Behind Oli’s sly return to power
July 22, 2024
KATHMANDU – Much has been said and written about CPN (Maoist Centre) Chairperson Pushpa Kamal Dahal’s fall and CPN-UML Chairperson KP Sharma Oli’s rise to power over the past two weeks or so. That Oli would pull the rug out from under Dahal was almost certain in March itself when the two communist leaders plotted the Nepali Congress’s ouster from the government—it was a matter of when, not if. Oli had been scheming all along to be back in Baluwatar. Nevertheless, the odds were not stacked in favour of him, the leader of the second-largest party. Dahal was using every trick in the book to cling to power, and extracting support from Congress President Sher Bahadur Deuba, his traditional adversary, was not quite in immediate sight.
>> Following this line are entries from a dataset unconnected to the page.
impl<'a> ChangeList<'a> {
	pub fn new(
		site: &'a AdminSite,
		admin: &'a dyn ModelAdmin,
		params: impl IntoIterator<Item = (String, String)>,
	) -> Self {
		Self {
			site,
			admin,
			meta: admin.model(),
			params: params.into_iter().collect(),
		}
	}

	fn columns(&self) -> AdminResult<Vec<Column<'a>>> {
		let computed = self.admin.computed_columns();
		let meta = self.meta;

		self.admin
			.list_display()
			.into_iter()
			.map(|name| {
				if name == STR_COLUMN {
					return Ok(Column {
						name: name.to_string(),
						label: capfirst(&meta.verbose_name),
						source: Source::Str,
					});
				}
				if let Some(column) = computed.iter().find(|c| c.name == name) {
					return Ok(Column {
						name: name.to_string(),
						label: column.header.clone(),
						source: Source::Computed(column.clone()),
					});
				}
				if let Some(field) = meta.get_field(name) {
					return Ok(Column {
						name: name.to_string(),
						label: capfirst(&field.verbose_name),
						source: Source::Field(field),
					});
				}
				if let Some((relation_name, field_name)) = name.split_once(LOOKUP_SEP)
					&& let Some(relation) = meta.get_field(relation_name)
					&& let Some(target) = relation.related_model()
					&& let Some(field) = target.get_field(field_name)
				{
					return Ok(Column {
						name: name.to_string(),
						label: capfirst(&field.verbose_name),
						source: Source::Related { relation, field },
					});
				}
				Err(AdminError::ImproperlyConfigured(format!(
					"list_display refers to '{}', which is not a field, related field or computed column of {}",
					name,
					meta.label()
				)))
			})
			.collect()
	}

	/// Relations joined into the query
	fn joined(&self, columns: &[Column<'a>]) -> Vec<&'a FieldDef> {
		let mut names: BTreeSet<String> = self
			.admin
			.list_select_related()
			.into_iter()
			.map(str::to_string)
			.collect();
		for column in columns {
			if let Source::Related { relation, .. } = column.source {
				names.insert(relation.name.clone());
			}
		}
		names
			.iter()
			.filter_map(|name| self.meta.get_field(name))
			.filter(|field| field.related_model().is_some())
			.collect()
	}

	fn filters(&self) -> AdminResult<Vec<Box<dyn ListFilter>>> {
		self.admin
			.list_filter()
			.iter()
			.map(|spec| spec.build(self.meta))
			.collect()
	}

	/// WHERE clause from search, filters and remaining lookup parameters
	fn condition(&self, filters: &[Box<dyn ListFilter>]) -> AdminResult<Option<Condition>> {
		let mut parts: Vec<Condition> = Vec::new();
		let mut consumed: BTreeSet<String> = [PAGE_VAR, SEARCH_VAR, ORDER_VAR]
			.iter()
			.map(|s| s.to_string())
			.collect();

		for filter in filters {
			consumed.extend(filter.expected_parameters());
			if let Some(condition) = filter.queryset(&self.params)? {
				parts.push(condition);
			}
		}

		for (key, value) in &self.params {
			if consumed.contains(key) || key.starts_with('_') {
				continue;
			}
			parts.push(Condition::all().add(lookups::condition(self.meta, key, value)?));
		}

		if let Some(query) = self.params.get(SEARCH_VAR) {
			let search_fields: Vec<String> = self
				.admin
				.search_fields()
				.into_iter()
				.map(str::to_string)
				.collect();
			if let Some(condition) = lookups::search_condition(self.meta, &search_fields, query)? {
				parts.push(condition);
			}
		}

		if parts.is_empty() {
			return Ok(None);
		}
		Ok(Some(parts.into_iter().fold(Condition::all(), Condition::add)))
	}

	fn order_expr_for_key(&self, key: &str) -> AdminResult<SimpleExpr> {
		if self.admin.annotations().iter().any(|a| a.alias() == key) {
			return Ok(Expr::col(Alias::new(key)).into());
		}
		match self.meta.get_field(key) {
			Some(field) => Ok(qualified(&self.meta.table, &field.column())),
			None => Err(AdminError::IncorrectLookupParameters(format!(
				"Cannot order {} by '{}'",
				self.meta.label(),
				key
			))),
		}
	}

	fn order_expr(&self, columns: &[Column<'a>], name: &str) -> AdminResult<SimpleExpr> {
		let Some(column) = columns.iter().find(|c| c.name == name) else {
			return self.order_expr_for_key(name);
		};
		match &column.source {
			Source::Field(field) => Ok(qualified(&self.meta.table, &field.column())),
			Source::Related { relation, field, .. } => {
				Ok(qualified(&relation.name, &field.column()))
			}
			Source::Computed(computed) => match &computed.ordering {
				Some(key) => self.order_expr_for_key(key),
				None => Err(AdminError::IncorrectLookupParameters(format!(
					"Column '{}' is not sortable",
					name
				))),
			},
			Source::Str => Err(AdminError::IncorrectLookupParameters(format!(
				"Column '{}' is not sortable",
				name
			))),
		}
	}

	/// Ordering as `(name, descending)`; the `o` parameter wins over defaults
	fn ordering_names(&self) -> Vec<(String, bool)> {
		let parse = |item: &str| match item.strip_prefix('-') {
			Some(name) => (name.to_string(), true),
			None => (item.to_string(), false),
		};

		if let Some(requested) = self.params.get(ORDER_VAR)
			&& !requested.trim().is_empty()
		{
			return requested
				.split(',')
				.map(str::trim)
				.filter(|s| !s.is_empty())
				.map(parse)
				.collect();
		}

		let admin_ordering = self.admin.ordering();
		if !admin_ordering.is_empty() {
			return admin_ordering.into_iter().map(parse).collect();
		}
		if !self.meta.ordering.is_empty() {
			return self.meta.ordering.iter().map(|s| parse(s)).collect();
		}
		vec![(self.meta.pk.clone(), true)]
	}

	fn ordering(&self, columns: &[Column<'a>]) -> AdminResult<Vec<(SimpleExpr, Order)>> {
		let names = self.ordering_names();
		let mut ordering = Vec::with_capacity(names.len() + 1);
		let mut has_pk = false;

		for (name, descending) in &names {
			if name == "pk" || *name == self.meta.pk {
				has_pk = true;
			}
			let order = if *descending { Order::Desc } else { Order::Asc };
			ordering.push((self.order_expr(columns, name)?, order));
		}
		if !has_pk {
			ordering.push((qualified(&self.meta.table, &self.meta.pk), Order::Desc));
		}
		Ok(ordering)
	}

	fn base_select(&self, joined: &[&'a FieldDef]) -> SelectStatement {
		let meta = self.meta;
		let mut select = Query::select();
		select.from(Alias::new(&meta.table));

		for field in meta.fields() {
			select.column((Alias::new(&meta.table), Alias::new(field.column())));
		}
		for annotation in self.admin.annotations() {
			select.expr_as(annotation.expr(meta), Alias::new(annotation.alias()));
		}
		for relation in joined {
			let Some(target) = relation.related_model() else {
				continue;
			};
			select.join_as(
				JoinType::LeftJoin,
				Alias::new(&target.table),
				Alias::new(&relation.name),
				Expr::col((Alias::new(&relation.name), Alias::new(&target.pk)))
					.equals((Alias::new(&meta.table), Alias::new(relation.column()))),
			);
			for field in target.fields() {
				select.expr_as(
					Expr::col((Alias::new(&relation.name), Alias::new(field.column()))),
					Alias::new(format!("{}{}{}", relation.name, LOOKUP_SEP, field.column())),
				);
			}
		}
		select
	}

	fn count_select(&self, condition: Option<&Condition>) -> SelectStatement {
		let mut select = Query::select();
		select
			.expr(Expr::col((Alias::new(&self.meta.table), Alias::new(&self.meta.pk))).count())
			.from(Alias::new(&self.meta.table));
		if let Some(condition) = condition {
			select.cond_where(condition.clone());
		}
		select
	}

	fn per_page(&self) -> u64 {
		self.admin
			.list_per_page()
			.unwrap_or(self.site.list_per_page)
			.max(1) as u64
	}

	fn page(&self, num_pages: u64) -> AdminResult<u64> {
		let page = match self.params.get(PAGE_VAR) {
			None => 1,
			Some(raw) => raw.parse::<u64>().map_err(|_| {
				AdminError::IncorrectLookupParameters(format!("Invalid page ({})", raw))
			})?,
		};
		if page == 0 || page > num_pages {
			return Err(AdminError::IncorrectLookupParameters(format!(
				"Invalid page ({})",
				page
			)));
		}
		Ok(page)
	}

	async fn fetch_page(
		&self,
		db: &Database,
		columns: &[Column<'a>],
		condition: Option<Condition>,
		page: u64,
		per_page: u64,
	) -> AdminResult<Vec<Record>> {
		let joined = self.joined(columns);
		let mut select = self.base_select(&joined);
		if let Some(condition) = condition {
			select.cond_where(condition);
		}
		for (expr, order) in self.ordering(columns)? {
			select.order_by_expr(expr, order);
		}
		select.limit(per_page).offset((page - 1) * per_page);

		Ok(db.fetch_all(&select).await?)
	}

	/// Rows of the current page as raw records
	pub async fn get_results(&self, db: &Database) -> AdminResult<Vec<Record>> {
		let columns = self.columns()?;
		let condition = self.condition(&self.filters()?)?;
		let result_count = db
			.fetch_i64(&self.count_select(condition.as_ref()))
			.await?
			.max(0) as u64;
		let per_page = self.per_page();
		let page = self.page(result_count.div_ceil(per_page).max(1))?;

		self.fetch_page(db, &columns, condition, page, per_page).await
	}

	/// Render the current page
	pub async fn view(&self, db: &Database) -> AdminResult<ChangeListView> {
		let columns = self.columns()?;
		let filters = self.filters()?;
		let condition = self.condition(&filters)?;

		let result_count = db
			.fetch_i64(&self.count_select(condition.as_ref()))
			.await?
			.max(0) as u64;
		let full_result_count = if condition.is_some() {
			db.fetch_i64(&self.count_select(None)).await?.max(0) as u64
		} else {
			result_count
		};
		let per_page = self.per_page();
		let num_pages = result_count.div_ceil(per_page).max(1);
		let page = self.page(num_pages)?;

		let records = self
			.fetch_page(db, &columns, condition, page, per_page)
			.await?;
		let joined = self.joined(&columns);
		let related = self.related_reprs(db, &columns, &joined, &records).await?;
		let rows = records
			.iter()
			.map(|record| self.render_row(record, &columns, &joined, &related))
			.collect::<AdminResult<Vec<_>>>()?;

		let mut panels = Vec::with_capacity(filters.len());
		for filter in &filters {
			panels.push(filter.panel(db, &self.params).await?);
		}

		Ok(ChangeListView {
			app_label: self.meta.app_label.clone(),
			model_name: self.meta.model_name.clone(),
			title: format!("Select {} to change", self.meta.verbose_name),
			result_count,
			full_result_count,
			page,
			num_pages,
			per_page,
			columns: self.headers(&columns)?,
			rows,
			filters: panels,
			actions: self
				.site
				.actions_for(self.admin)
				.iter()
				.map(|action| ActionChoice {
					name: action.name().to_string(),
					description: action.description().to_string(),
				})
				.collect(),
			search_enabled: !self.admin.search_fields().is_empty(),
			query: self.params.get(SEARCH_VAR).cloned().unwrap_or_default(),
			add_url: self.site.reverse(&self.url_name("add"), &[])?,
		})
	}

	fn url_name(&self, suffix: &str) -> String {
		format!(
			"{}:{}_{}_{}",
			self.site.name, self.meta.app_label, self.meta.model_name, suffix
		)
	}

	fn headers(&self, columns: &[Column<'a>]) -> AdminResult<Vec<ColumnHeader>> {
		let editable = self.admin.list_editable();
		let links = self.admin.list_display_links();
		let sorted_by: HashMap<String, bool> = match self.params.get(ORDER_VAR) {
			Some(_) => self.ordering_names().into_iter().collect(),
			None => HashMap::new(),
		};

		Ok(columns
			.iter()
			.map(|column| {
				let sortable = match &column.source {
					Source::Str => false,
					Source::Computed(computed) => computed.ordering.is_some(),
					Source::Field(_) | Source::Related { .. } => true,
				};
				ColumnHeader {
					name: column.name.clone(),
					label: column.label.clone(),
					sortable,
					sorted: sorted_by
						.get(&column.name)
						.map(|desc| if *desc { "desc" } else { "asc" }),
					editable: editable.contains(&column.name.as_str()),
					link: links.contains(&column.name.as_str()),
				}
			})
			.collect())
	}

	/// Text of related rows for relation columns that are not joined, keyed
	/// by relation name and then primary key
	async fn related_reprs(
		&self,
		db: &Database,
		columns: &[Column<'a>],
		joined: &[&'a FieldDef],
		records: &[Record],
	) -> AdminResult<HashMap<String, HashMap<i64, String>>> {
		let mut reprs = HashMap::new();

		for column in columns {
			let Source::Field(field) = column.source else {
				continue;
			};
			let Some(target) = field.related_model() else {
				continue;
			};
			if joined.iter().any(|j| j.name == field.name) || reprs.contains_key(&field.name) {
				continue;
			}

			let ids: BTreeSet<i64> = records
				.iter()
				.filter_map(|r| r.get(&field.column()).and_then(Value::as_i64))
				.collect();
			let mut by_id = HashMap::new();
			if !ids.is_empty() {
				let mut select = Query::select();
				select
					.from(Alias::new(&target.table))
					.and_where(Expr::col(Alias::new(&target.pk)).is_in(ids));
				for column in target.str_columns() {
					select.column(Alias::new(column));
				}
				for record in db.fetch_all(&select).await? {
					if let Some(id) = record.get(&target.pk).and_then(Value::as_i64) {
						by_id.insert(id, target.object_repr(&record));
					}
				}
			}
			reprs.insert(field.name.clone(), by_id);
		}
		Ok(reprs)
	}

	fn render_row(
		&self,
		record: &Record,
		columns: &[Column<'a>],
		joined: &[&'a FieldDef],
		related: &HashMap<String, HashMap<i64, String>>,
	) -> AdminResult<Row> {
		let pk = record
			.get(&self.meta.pk)
			.and_then(Value::as_i64)
			.ok_or_else(|| {
				AdminError::ImproperlyConfigured(format!(
					"{} rows must have an integer primary key",
					self.meta.label()
				))
			})?;
		let pk_text = pk.to_string();

		let mut cells = Vec::with_capacity(columns.len());
		for column in columns {
			let (value, display) = match &column.source {
				Source::Str => (
					Value::String(self.meta.object_repr(record)),
					DisplayValue::text(self.meta.object_repr(record)),
				),
				Source::Computed(computed) => (Value::Null, computed.render(record, self.site)?),
				Source::Related { relation, field, .. } => {
					let value = record
						.get(&format!("{}{}{}", relation.name, LOOKUP_SEP, field.column()))
						.cloned()
						.unwrap_or(Value::Null);
					let display = DisplayValue::text(value_text(&value));
					(value, display)
				}
				Source::Field(field) => {
					let value = record.get(&field.column()).cloned().unwrap_or(Value::Null);
					let display = self.field_display(field, &value, record, joined, related);
					(value, display)
				}
			};
			cells.push(Cell {
				column: column.name.clone(),
				value,
				display,
			});
		}

		Ok(Row {
			pk,
			change_url: self
				.site
				.reverse(&self.url_name("change"), &[("object_id", &pk_text)])?,
			cells,
		})
	}

	fn field_display(
		&self,
		field: &FieldDef,
		value: &Value,
		record: &Record,
		joined: &[&'a FieldDef],
		related: &HashMap<String, HashMap<i64, String>>,
	) -> DisplayValue {
		if value.is_null() {
			return DisplayValue::text("");
		}
		match &field.kind {
			FieldKind::ForeignKey(target) => {
				if joined.iter().any(|j| j.name == field.name) {
					let prefix = format!("{}{}", field.name, LOOKUP_SEP);
					let related_record: Record = record
						.iter()
						.filter_map(|(key, v)| {
							key.strip_prefix(&prefix).map(|k| (k.to_string(), v.clone()))
						})
						.collect();
					return DisplayValue::text(target.object_repr(&related_record));
				}
				let repr = value
					.as_i64()
					.and_then(|id| related.get(&field.name).and_then(|m| m.get(&id)))
					.cloned()
					.unwrap_or_else(|| value_text(value));
				DisplayValue::text(repr)
			}
			FieldKind::Choice(_) => {
				let stored = value_text(value);
				DisplayValue::text(field.choice_label(&stored).unwrap_or(&stored))
			}
			FieldKind::Boolean => DisplayValue::text(match value {
				Value::Bool(true) => "True",
				Value::Number(n) if n.as_i64() == Some(1) => "True",
				_ => "False",
			}),
			_ => DisplayValue::text(value_text(value)),
		}
	}
}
Some turns of events then proved to be a godsend for him. As Oli was working on his script for return to Baluwatar, some subtexts emerged. His own concerns amid being called out for some scandals and the internal churn in his party fuelled by former President Bidya Devi Bhandari’s possible return to active politics and the Deubas’ growing unease that skeletons would start tumbling out of their closet.
In a calculated move, Congress President Deuba offered Oli the prime ministerial post on a silver platter.
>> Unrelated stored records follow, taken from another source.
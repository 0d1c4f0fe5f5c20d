//! Public read-only store endpoints

use crate::apps::store::models::{Collection, Product, StoreModels};
use crate::error::db_error;
use sea_query::{Alias, Expr, LikeExpr, Order, Query, SelectStatement};
use serde::{Deserialize, Serialize};
use std::sync::Arc;
use storepify_admin::Annotation;
use storepify_db::Database;
use storepify_http::{Error, Request, Response, Result};

pub const PAGE_SIZE: u64 = 10;

const PRODUCT_COLUMNS: &[&str] = &[
	"id",
	"title",
	"slug",
	"description",
	"unit_price",
	"inventory",
	"last_update",
	"collection_id",
];

pub struct StoreState {
	pub db: Database,
	pub models: StoreModels,
}

#[derive(Debug, Default, Deserialize)]
#[serde(default)]
struct ProductQuery {
	page: Option<u64>,
	collection_id: Option<i64>,
	search: Option<String>,
}

/// One page of results
#[derive(Debug, Serialize)]
pub struct Page<T> {
	pub count: i64,
	pub page: u64,
	pub num_pages: u64,
	pub next: Option<u64>,
	pub previous: Option<u64>,
	pub results: Vec<T>,
}

fn products_base(query: &ProductQuery) -> SelectStatement {
	let mut select = Query::select();
	select.from(Alias::new("store_product"));
	if let Some(collection_id) = query.collection_id {
		select.and_where(Expr::col(Alias::new("collection_id")).eq(collection_id));
	}
	if let Some(term) = query.search.as_deref().map(str::trim).filter(|t| !t.is_empty()) {
		let escaped = term.replace('!', "!!").replace('%', "!%").replace('_', "!_");
		select.and_where(
			Expr::col(Alias::new("title")).like(LikeExpr::new(format!("%{}%", escaped)).escape('!')),
		);
	}
	select
}

pub async fn product_list(state: Arc<StoreState>, request: Request) -> Result<Response> {
	let query: ProductQuery = request.query()?;
	let page = query.page.unwrap_or(1);
	if page == 0 {
		return Err(Error::NotFound("Invalid page.".into()));
	}

	let count_select = products_base(&query)
		.expr(Expr::col(Alias::new("id")).count())
		.to_owned();
	let count = state.db.fetch_i64(&count_select).await.map_err(db_error)?;
	let num_pages = ((count.max(0) as u64).div_ceil(PAGE_SIZE)).max(1);
	if page > num_pages {
		return Err(Error::NotFound("Invalid page.".into()));
	}

	let select = products_base(&query)
		.columns(PRODUCT_COLUMNS.iter().map(|c| Alias::new(*c)))
		.order_by(Alias::new("title"), Order::Asc)
		.order_by(Alias::new("id"), Order::Asc)
		.limit(PAGE_SIZE)
		.offset((page - 1) * PAGE_SIZE)
		.to_owned();
	let results: Vec<Product> = state.db.fetch_all_as(&select).await.map_err(db_error)?;

	Response::ok().with_json(&Page {
		count,
		page,
		num_pages,
		next: (page < num_pages).then_some(page + 1),
		previous: (page > 1).then(|| page - 1),
		results,
	})
}

pub async fn product_detail(state: Arc<StoreState>, request: Request) -> Result<Response> {
	let id: i64 = request.path_param_as("id")?;
	let select = Query::select()
		.columns(PRODUCT_COLUMNS.iter().map(|c| Alias::new(*c)))
		.from(Alias::new("store_product"))
		.and_where(Expr::col(Alias::new("id")).eq(id))
		.to_owned();
	let product: Option<Product> = state.db.fetch_optional_as(&select).await.map_err(db_error)?;
	let product = product.ok_or_else(|| Error::NotFound("No Product matches the given query.".into()))?;
	Response::ok().with_json(&product)
}

fn collections_select(models: &StoreModels) -> SelectStatement {
	let products_count = Annotation::count("products_count", &models.product, "collection");
	Query::select()
		.columns([Alias::new("id"), Alias::new("title")])
		.expr_as(
			products_count.expr(&models.collection),
			Alias::new(products_count.alias()),
		)
		.from(Alias::new("store_collection"))
		.to_owned()
}

pub async fn collection_list(state: Arc<StoreState>, _request: Request) -> Result<Response> {
	let select = collections_select(&state.models)
		.order_by(Alias::new("title"), Order::Asc)
		.order_by(Alias::new("id"), Order::Asc)
		.to_owned();
	let collections: Vec<Collection> = state.db.fetch_all_as(&select).await.map_err(db_error)?;
	Response::ok().with_json(&collections)
}

pub async fn collection_detail(state: Arc<StoreState>, request: Request) -> Result<Response> {
	let id: i64 = request.path_param_as("id")?;
	let select = collections_select(&state.models)
		.and_where(Expr::col((Alias::new("store_collection"), Alias::new("id"))).eq(id))
		.to_owned();
	let collection: Option<Collection> =
		state.db.fetch_optional_as(&select).await.map_err(db_error)?;
	let collection =
		collection.ok_or_else(|| Error::NotFound("No Collection matches the given query.".into()))?;
	Response::ok().with_json(&collection)
}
Oli hastily wove a subterfuge of constitutional amendments “to ensure political stability”. Now Oli and Deuba have made extricating the country out of the perpetual political instability their main agenda, in what looks paradoxical as they actually are largely the drivers of this instability. While the Dahal government was a failure on various fronts, the UML-Congress dispensation inspires little hope—a look at the faces in the Oli Cabinet speaks volumes.